- Directed by: Anil Ballani
- Starring: Maanas Mansi Dovhal Rajesh Khattar Tinu Anand Sayantani Nandi K. Jeeva Yateen Karyekar Sanjay R Gagnani Julia Dutt Amanjot Master Divyaansh
- Edited by: Saagar
- Music by: Ajay Jaiswal
- Release date: 25 May 2012;
- Country: India
- Language: Hindi

= Rakhtbeej =

2012 Indian Hindi language film

Rakhtbeej is a Bollywood political thriller movie directed by Anil Ballani, released in 2012.

== Cast ==
The cast includes

- Mansi Dovhal
- Rajesh Khattar
- Tinu Anand
- Sayantani Nandi
- K. Jeeva
- Yatin Karyekar
- Sanjay R Gagnani
- Julia Dutt
- Amanjot
- Master Divyaansh
- Jay Shanker Pandey as Chabeela
- Rakhi Sawant as item number

== Plot ==

The movie is based on two men, Abhay and Ajay (both played by Maanas), whose fate takes them to powerful positions in business and politics.
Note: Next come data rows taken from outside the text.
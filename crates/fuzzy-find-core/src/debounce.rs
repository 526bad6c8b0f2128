//! Poll-driven debouncing.
//!
//! A [`Debouncer`] holds at most one pending task. Scheduling a new task replaces (cancels) the
//! previous one, so only the most recently scheduled payload ever becomes due. Time is passed in
//! explicitly; the host's event loop decides when to call [`Debouncer::take_due`].

use std::time::{Duration, Instant};

#[derive(Debug, Clone)]
struct Pending<T> {
    due: Instant,
    payload: T,
}

/// A single-slot, last-write-wins scheduled task.
#[derive(Debug, Clone)]
pub struct Debouncer<T> {
    delay: Duration,
    pending: Option<Pending<T>>,
}

impl<T> Debouncer<T> {
    /// Create a debouncer that delays every task by `delay`.
    pub fn new(delay: Duration) -> Self {
        Self {
            delay,
            pending: None,
        }
    }

    /// The configured delay.
    pub fn delay(&self) -> Duration {
        self.delay
    }

    /// Schedule `payload` to become due at `now + delay`, cancelling any pending task.
    ///
    /// Returns `true` if a pending task was cancelled.
    pub fn schedule(&mut self, now: Instant, payload: T) -> bool {
        let cancelled = self.pending.is_some();
        self.pending = Some(Pending {
            due: now + self.delay,
            payload,
        });
        cancelled
    }

    /// Cancel the pending task, if any, and return its payload.
    pub fn cancel(&mut self) -> Option<T> {
        self.pending.take().map(|p| p.payload)
    }

    /// Whether a task is pending.
    pub fn is_pending(&self) -> bool {
        self.pending.is_some()
    }

    /// When the pending task becomes due.
    pub fn deadline(&self) -> Option<Instant> {
        self.pending.as_ref().map(|p| p.due)
    }

    /// Time left until the pending task is due (zero if already due).
    pub fn remaining(&self, now: Instant) -> Option<Duration> {
        self.deadline().map(|due| due.saturating_duration_since(now))
    }

    /// Take the pending payload if it is due at `now`.
    pub fn take_due(&mut self, now: Instant) -> Option<T> {
        match &self.pending {
            Some(p) if p.due <= now => self.pending.take().map(|p| p.payload),
            _ => None,
        }
    }
}
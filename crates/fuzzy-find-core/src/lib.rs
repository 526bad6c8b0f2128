#![warn(missing_docs)]
//! Fuzzy Find Core - Headless Find-in-Page Engine
//!
//! # Overview
//!
//! `fuzzy-find-core` locates, highlights and navigates fuzzy (subsequence) matches of a short
//! query across all text segments of a document. It does not render anything: the host injects
//! a [`SegmentRepository`] (text enumeration + structural rewrites) and a [`SearchSurface`]
//! (search box, emphasis, scrolling), and drives the [`SearchController`] from its event loop.
//!
//! # Core Features
//!
//! - **Greedy Subsequence Matching**: first-occurrence placement, non-overlapping, case-insensitive
//! - **Per-Character Regions**: each matched character becomes its own stylable region
//! - **Cyclic Navigation**: next/previous over a document-ordered match list
//! - **Debounced Rescans**: only the last keystroke's scan ever runs
//! - **Bounded Work**: at most [`DEFAULT_MAX_MATCHES`] matches per scan (configurable)
//!
//! # Architecture Layers
//!
//! ```text
//! ┌─────────────────────────────────────────────┐
//! │  Search Controller (state machine)          │  ← Public API
//! ├─────────────────────────────────────────────┤
//! │  Match Index (ordered records + cursor)     │  ← Navigation
//! ├─────────────────────────────────────────────┤
//! │  Segment Highlighter (positions → regions)  │  ← Structure Rewrites
//! ├─────────────────────────────────────────────┤
//! │  Subsequence Matcher                        │  ← Matching
//! └─────────────────────────────────────────────┘
//! ```
//!
//! # Quick Start
//!
//! ```rust
//! use fuzzy_find_core::{Document, FinderConfig, SearchController, SearchKey};
//! use std::time::{Duration, Instant};
//!
//! let mut doc = Document::from_text("alpha beta\n\ngamma alpha");
//! let mut finder = SearchController::new(FinderConfig::default());
//!
//! finder.open(&mut doc);
//! let now = Instant::now();
//! finder.on_input("ala", now);
//! finder.poll(&mut doc, now + Duration::from_millis(200));
//! assert_eq!(finder.match_count(), 2);
//!
//! finder.handle_key(&mut doc, SearchKey::Enter { shift: false });
//! assert_eq!(finder.current_index(), Some(1));
//! ```
//!
//! # Module Description
//!
//! - [`matcher`] - Greedy subsequence matching over case-folded characters
//! - [`highlight`] - Segment → fragment rewriting
//! - [`match_index`] - Ordered match records with a cyclic cursor
//! - [`debounce`] - Last-write-wins scheduled task
//! - [`controller`] - Search state machine
//! - [`repository`] - Host capability traits
//! - [`document`] - In-memory host implementation
//! - [`config`] - Finder configuration (TOML)
//!
//! # Offsets
//!
//! All positions are character offsets (Unicode scalar values), never byte offsets.

pub mod config;
pub mod controller;
pub mod debounce;
pub mod document;
pub mod highlight;
pub mod match_index;
pub mod matcher;
pub mod repository;

pub use config::{
    ConfigError, DEFAULT_DEBOUNCE_MS, DEFAULT_MAX_MATCHES, FinderConfig, HighlightConfig,
    SearchBoxConfig,
};
pub use controller::{
    ScanSummary, SearchController, SearchEvent, SearchEventCallback, SearchKey, SearchPhase,
};
pub use debounce::Debouncer;
pub use document::{Document, Inline, RenderedLine, Run, SearchBox};
pub use highlight::{apply_marks, build_fragments};
pub use match_index::{MatchIndex, MatchRecord};
pub use matcher::{SubsequenceMatch, find_matches, find_matches_in_str, find_next_match, fold_case};
pub use repository::{
    Emphasis, Fragment, RegionId, RepositoryError, ScrollAlign, ScrollBehavior, ScrollIntoView,
    SearchHost, SearchSurface, SegmentId, SegmentRepository,
};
Due to a love triangle and their enmity with other powerful politicians and businessmen, their lives go for a toss.

== Soundtrack ==
Soundtrack was composed by Satish-Ajay.

| No. | Title | Singer(s) | Length |
|---|---|---|---|
| 1. | "Lattoo" | Mamta Sharma, Ajay Jaiswal |  |
| 2. | "Itni Bhi Main" | Neha Bhasin, Ajay Jaiswal |  |
| 3. | "Rakthbeej" | Vinod Rathod |  |
| 4. | "Adha Gila" | Aishwarya Nigam |  |
| 5. | "Naina Hue" | Nidhi Bawra |  |

== Critical reception ==
The movie got negative feedback for both its music and content.